* WORK REQUIRED *
Exactly as they appear, set down all of the records.

* Items from a data source *
———

fn encode_patterns(song: &Song) -> Vec<u8> {
    let mut writer = BitWriter::new();
    let parts_per_bar = song.parts_per_bar();
    let instrument_bits = bits_for_max(song.instrument_count as u32 - 1);

    for (index, channel) in song.channels.iter().enumerate() {
        let kind = song.channel_kind(index);
        let size_bits = size_bits(kind);
        let pitch_bits = pitch_bits(kind);
        let mut shapes = RecentRing::new(SHAPE_RING_SIZE);
        let mut pitches = RecentRing::new(PITCH_RING_SIZE);

        for pattern in &channel.patterns {
            writer.write(2, pattern.instruments.len() as u32 - 1);
            for &instrument in &pattern.instruments {
                writer.write(instrument_bits, instrument as u32);
            }

            let mut current = 0;
            for note in &pattern.notes {
                if note.start > current {
                    writer.write(1, 0);
                    writer.write_long_tail(1, 4, (note.start - current) as u32);
                }
                writer.write(1, 1);
                writer.write(1, note.continues_last_pattern as u32);

                let shape = NoteShape::of(note);
                match shapes.find(&shape) {
                    Some(hit) => {
                        writer.write(1, 1);
                        writer.write(4, hit as u32);
                    }
                    None => {
                        writer.write(1, 0);
                        write_shape(&mut writer, &shape, size_bits);
                        shapes.push(shape);
                    }
                }

                for &pitch in &note.pitches {
                    match pitches.find(&pitch) {
                        Some(hit) => {
                            writer.write(1, 1);
                            writer.write(4, hit as u32);
                        }
                        None => {
                            writer.write(1, 0);
                            writer.write(pitch_bits, pitch as u32);
                            pitches.push(pitch);
                        }
                    }
                }
                current = note.end;
            }
            if current < parts_per_bar {
                writer.write(1, 0);
                writer.write_long_tail(1, 4, (parts_per_bar - current) as u32);
            }
        }
    }
    writer.finish()
}

// =============================================================================
// Decoding
// =============================================================================

/// Decode a song from its compact text form
///
/// Returns `Ok(None)` when the data carries an unsupported variant or
/// version; structural damage inside a supported version is an `Err`.
pub fn decode_song(data: &str) -> Result<Option<Song>, SongError> {
    let bytes = data.as_bytes();
    if bytes.len() < 2 || bytes[0] != FORMAT_VARIANT {
        return Ok(None);
    }
    let version = bytes[1].wrapping_sub(b'0');
    if !(OLDEST_VERSION..=CURRENT_VERSION).contains(&version) {
        return Ok(None);
    }

    let mut dec = Decoder::new(&bytes[2..]);
    let mut song = Song::default();

    while !dec.done() {
        let tag_byte = dec.next_byte()?;
        decode_tag(&mut dec, &mut song, version, tag_byte)?;
    }
    song.validate()?;
    Ok(Some(song))
}
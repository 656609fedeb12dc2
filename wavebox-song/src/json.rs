//! JSON song codec
//!
//! A structured, human-editable alternative to the compact binary form.
//! Reading is lenient: every missing field falls back to its default, and
//! unrecognized preset names fall back to the default preset. Only JSON that
//! fails to parse at all, or that violates structural limits, is an error.

use serde::{Deserialize, Serialize};

use crate::filter::{FilterControlPoint, FilterSettings, FilterType};
use crate::instrument::{
    ChordKind, DRUM_COUNT, EffectFlags, EnvelopeBinding, EnvelopeTarget, FmOperator, Instrument,
    InstrumentType, ModSlot, ModTarget, Transition, Vibrato,
};
use crate::notes::{Note, NotePin, Pattern};
use crate::song::{Channel, ChannelKind, Song};
use crate::SongError;

// =============================================================================
// Document structs
// =============================================================================

#[derive(Debug, Serialize, Deserialize)]
#[serde(default)]
struct JsonSong {
    title: String,
    scale: u8,
    key: u8,
    tempo: u32,
    beats_per_bar: u32,
    bar_count: usize,
    pattern_count: usize,
    instrument_count: usize,
    loop_start: usize,
    loop_length: usize,
    master_gain: u32,
    channels: Vec<JsonChannel>,
}

impl Default for JsonSong {
    fn default() -> Self {
        let song = Song::default();
        Self {
            title: String::new(),
            scale: song.scale,
            key: song.key,
            tempo: song.tempo,
            beats_per_bar: song.beats_per_bar,
            bar_count: song.bar_count,
            pattern_count: song.pattern_count,
            instrument_count: song.instrument_count,
            loop_start: song.loop_start,
            loop_length: song.loop_length,
            master_gain: song.master_gain,
            channels: Vec::new(),
        }
    }
}

#[derive(Debug, Default, Serialize, Deserialize)]
#[serde(default)]
struct JsonChannel {
    kind: String,
    octave: u8,
    muted: bool,
    name: String,
    instruments: Vec<JsonInstrument>,
    patterns: Vec<JsonPattern>,
    bars: Vec<u32>,
}

#[derive(Debug, Serialize, Deserialize)]
#[serde(default)]
struct JsonInstrument {
    #[serde(rename = "type")]
    kind: String,
    volume: i32,
    pan: u32,
    effects: Vec<String>,
    transition: String,
    chord: String,
    arpeggio_speed: u8,
    fade_out: u8,
    vibrato: String,
    eq_filter: Vec<JsonFilterPoint>,
    note_filter: Vec<JsonFilterPoint>,
    envelopes: Vec<JsonEnvelope>,
    chip_wave: u8,
    unison: u8,
    pulse_width: u8,
    harmonics: Vec<u8>,
    fm_algorithm: u8,
    fm_feedback_type: u8,
    fm_feedback_amplitude: u8,
    fm_operators: Vec<JsonFmOperator>,
    string_sustain: u8,
    noise_wave: u8,
    spectrum: Vec<u8>,
    drumset: Vec<JsonDrum>,
    mod_slots: Vec<JsonModSlot>,
    distortion: u8,
    bitcrusher_freq: u8,
    bitcrusher_quantization: u8,
    chorus: u8,
    echo_sustain: u8,
    echo_delay: u8,
    reverb: u8,
}

impl Default for JsonInstrument {
    fn default() -> Self {
        JsonInstrument::from(&Instrument::default())
    }
}

#[derive(Debug, Default, Serialize, Deserialize)]
#[serde(default)]
struct JsonFilterPoint {
    #[serde(rename = "type")]
    kind: Option<FilterType>,
    freq: u8,
    gain: u8,
}

#[derive(Debug, Default, Serialize, Deserialize)]
#[serde(default)]
struct JsonEnvelope {
    target: u8,
    index: u8,
    envelope: u8,
}

#[derive(Debug, Default, Serialize, Deserialize)]
#[serde(default)]
struct JsonFmOperator {
    frequency: u8,
    amplitude: u8,
}

#[derive(Debug, Default, Serialize, Deserialize)]
#[serde(default)]
struct JsonDrum {
    spectrum: Vec<u8>,
    envelope: u8,
}

#[derive(Debug, Default, Serialize, Deserialize)]
#[serde(default)]
struct JsonModSlot {
    target: u8,
    channel: u8,
    instrument: u8,
    point: u8,
}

———

* EXERCISE ANSWER *
fn encode_patterns(song: &Song) -> Vec<u8> {
    let mut writer = BitWriter::new();
    let parts_per_bar = song.parts_per_bar();
    let instrument_bits = bits_for_max(song.instrument_count as u32 - 1);

    for (index, channel) in song.channels.iter().enumerate() {
        let kind = song.channel_kind(index);
        let size_bits = size_bits(kind);
        let pitch_bits = pitch_bits(kind);
        let mut shapes = RecentRing::new(SHAPE_RING_SIZE);
        let mut pitches = RecentRing::new(PITCH_RING_SIZE);

        for pattern in &channel.patterns {
            writer.write(2, pattern.instruments.len() as u32 - 1);
            for &instrument in &pattern.instruments {
                writer.write(instrument_bits, instrument as u32);
            }

            let mut current = 0;
            for note in &pattern.notes {
                if note.start > current {
                    writer.write(1, 0);
                    writer.write_long_tail(1, 4, (note.start - current) as u32);
                }
                writer.write(1, 1);
                writer.write(1, note.continues_last_pattern as u32);

                let shape = NoteShape::of(note);
                match shapes.find(&shape) {
                    Some(hit) => {
                        writer.write(1, 1);
                        writer.write(4, hit as u32);
                    }
                    None => {
                        writer.write(1, 0);
                        write_shape(&mut writer, &shape, size_bits);
                        shapes.push(shape);
                    }
                }

                for &pitch in &note.pitches {
                    match pitches.find(&pitch) {
                        Some(hit) => {
                            writer.write(1, 1);
                            writer.write(4, hit as u32);
                        }
                        None => {
                            writer.write(1, 0);
                            writer.write(pitch_bits, pitch as u32);
                            pitches.push(pitch);
                        }
                    }
                }
                current = note.end;
            }
            if current < parts_per_bar {
                writer.write(1, 0);
                writer.write_long_tail(1, 4, (parts_per_bar - current) as u32);
            }
        }
    }
    writer.finish()
}

// =============================================================================
// Decoding
// =============================================================================

/// Decode a song from its compact text form
///
/// Returns `Ok(None)` when the data carries an unsupported variant or
/// version; structural damage inside a supported version is an `Err`.
pub fn decode_song(data: &str) -> Result<Option<Song>, SongError> {
    let bytes = data.as_bytes();
    if bytes.len() < 2 || bytes[0] != FORMAT_VARIANT {
        return Ok(None);
    }
    let version = bytes[1].wrapping_sub(b'0');
    if !(OLDEST_VERSION..=CURRENT_VERSION).contains(&version) {
        return Ok(None);
    }

    let mut dec = Decoder::new(&bytes[2..]);
    let mut song = Song::default();

    while !dec.done() {
        let tag_byte = dec.next_byte()?;
        decode_tag(&mut dec, &mut song, version, tag_byte)?;
    }
    song.validate()?;
    Ok(Some(song))
}
repository 656609fedeb12dc2
filename wavebox-song/src/json.rs
//! JSON song codec
//!
//! A structured, human-editable alternative to the compact binary form.
//! Reading is lenient: every missing field falls back to its default, and
//! unrecognized preset names fall back to the default preset. Only JSON that
//! fails to parse at all, or that violates structural limits, is an error.

use serde::{Deserialize, Serialize};

use crate::filter::{FilterControlPoint, FilterSettings, FilterType};
use crate::instrument::{
    ChordKind, DRUM_COUNT, EffectFlags, EnvelopeBinding, EnvelopeTarget, FmOperator, Instrument,
    InstrumentType, ModSlot, ModTarget, Transition, Vibrato,
};
use crate::notes::{Note, NotePin, Pattern};
use crate::song::{Channel, ChannelKind, Song};
use crate::SongError;

// =============================================================================
// Document structs
// =============================================================================

#[derive(Debug, Serialize, Deserialize)]
#[serde(default)]
struct JsonSong {
    title: String,
    scale: u8,
    key: u8,
    tempo: u32,
    beats_per_bar: u32,
    bar_count: usize,
    pattern_count: usize,
    instrument_count: usize,
    loop_start: usize,
    loop_length: usize,
    master_gain: u32,
    channels: Vec<JsonChannel>,
}

impl Default for JsonSong {
    fn default() -> Self {
        let song = Song::default();
        Self {
            title: String::new(),
            scale: song.scale,
            key: song.key,
            tempo: song.tempo,
            beats_per_bar: song.beats_per_bar,
            bar_count: song.bar_count,
            pattern_count: song.pattern_count,
            instrument_count: song.instrument_count,
            loop_start: song.loop_start,
            loop_length: song.loop_length,
            master_gain: song.master_gain,
            channels: Vec::new(),
        }
    }
}

#[derive(Debug, Default, Serialize, Deserialize)]
#[serde(default)]
struct JsonChannel {
    kind: String,
    octave: u8,
    muted: bool,
    name: String,
    instruments: Vec<JsonInstrument>,
    patterns: Vec<JsonPattern>,
    bars: Vec<u32>,
}

#[derive(Debug, Serialize, Deserialize)]
#[serde(default)]
struct JsonInstrument {
    #[serde(rename = "type")]
    kind: String,
    volume: i32,
    pan: u32,
    effects: Vec<String>,
    transition: String,
    chord: String,
    arpeggio_speed: u8,
    fade_out: u8,
    vibrato: String,
    eq_filter: Vec<JsonFilterPoint>,
    note_filter: Vec<JsonFilterPoint>,
    envelopes: Vec<JsonEnvelope>,
    chip_wave: u8,
    unison: u8,
    pulse_width: u8,
    harmonics: Vec<u8>,
    fm_algorithm: u8,
    fm_feedback_type: u8,
    fm_feedback_amplitude: u8,
    fm_operators: Vec<JsonFmOperator>,
    string_sustain: u8,
    noise_wave: u8,
    spectrum: Vec<u8>,
    drumset: Vec<JsonDrum>,
    mod_slots: Vec<JsonModSlot>,
    distortion: u8,
    bitcrusher_freq: u8,
    bitcrusher_quantization: u8,
    chorus: u8,
    echo_sustain: u8,
    echo_delay: u8,
    reverb: u8,
}

impl Default for JsonInstrument {
    fn default() -> Self {
        JsonInstrument::from(&Instrument::default())
    }
}

#[derive(Debug, Default, Serialize, Deserialize)]
#[serde(default)]
struct JsonFilterPoint {
    #[serde(rename = "type")]
    kind: Option<FilterType>,
    freq: u8,
    gain: u8,
}

#[derive(Debug, Default, Serialize, Deserialize)]
#[serde(default)]
struct JsonEnvelope {
    target: u8,
    index: u8,
    envelope: u8,
}

#[derive(Debug, Default, Serialize, Deserialize)]
#[serde(default)]
struct JsonFmOperator {
    frequency: u8,
    amplitude: u8,
}

#[derive(Debug, Default, Serialize, Deserialize)]
#[serde(default)]
struct JsonDrum {
    spectrum: Vec<u8>,
    envelope: u8,
}

#[derive(Debug, Default, Serialize, Deserialize)]
#[serde(default)]
struct JsonModSlot {
    target: u8,
    channel: u8,
    instrument: u8,
    point: u8,
}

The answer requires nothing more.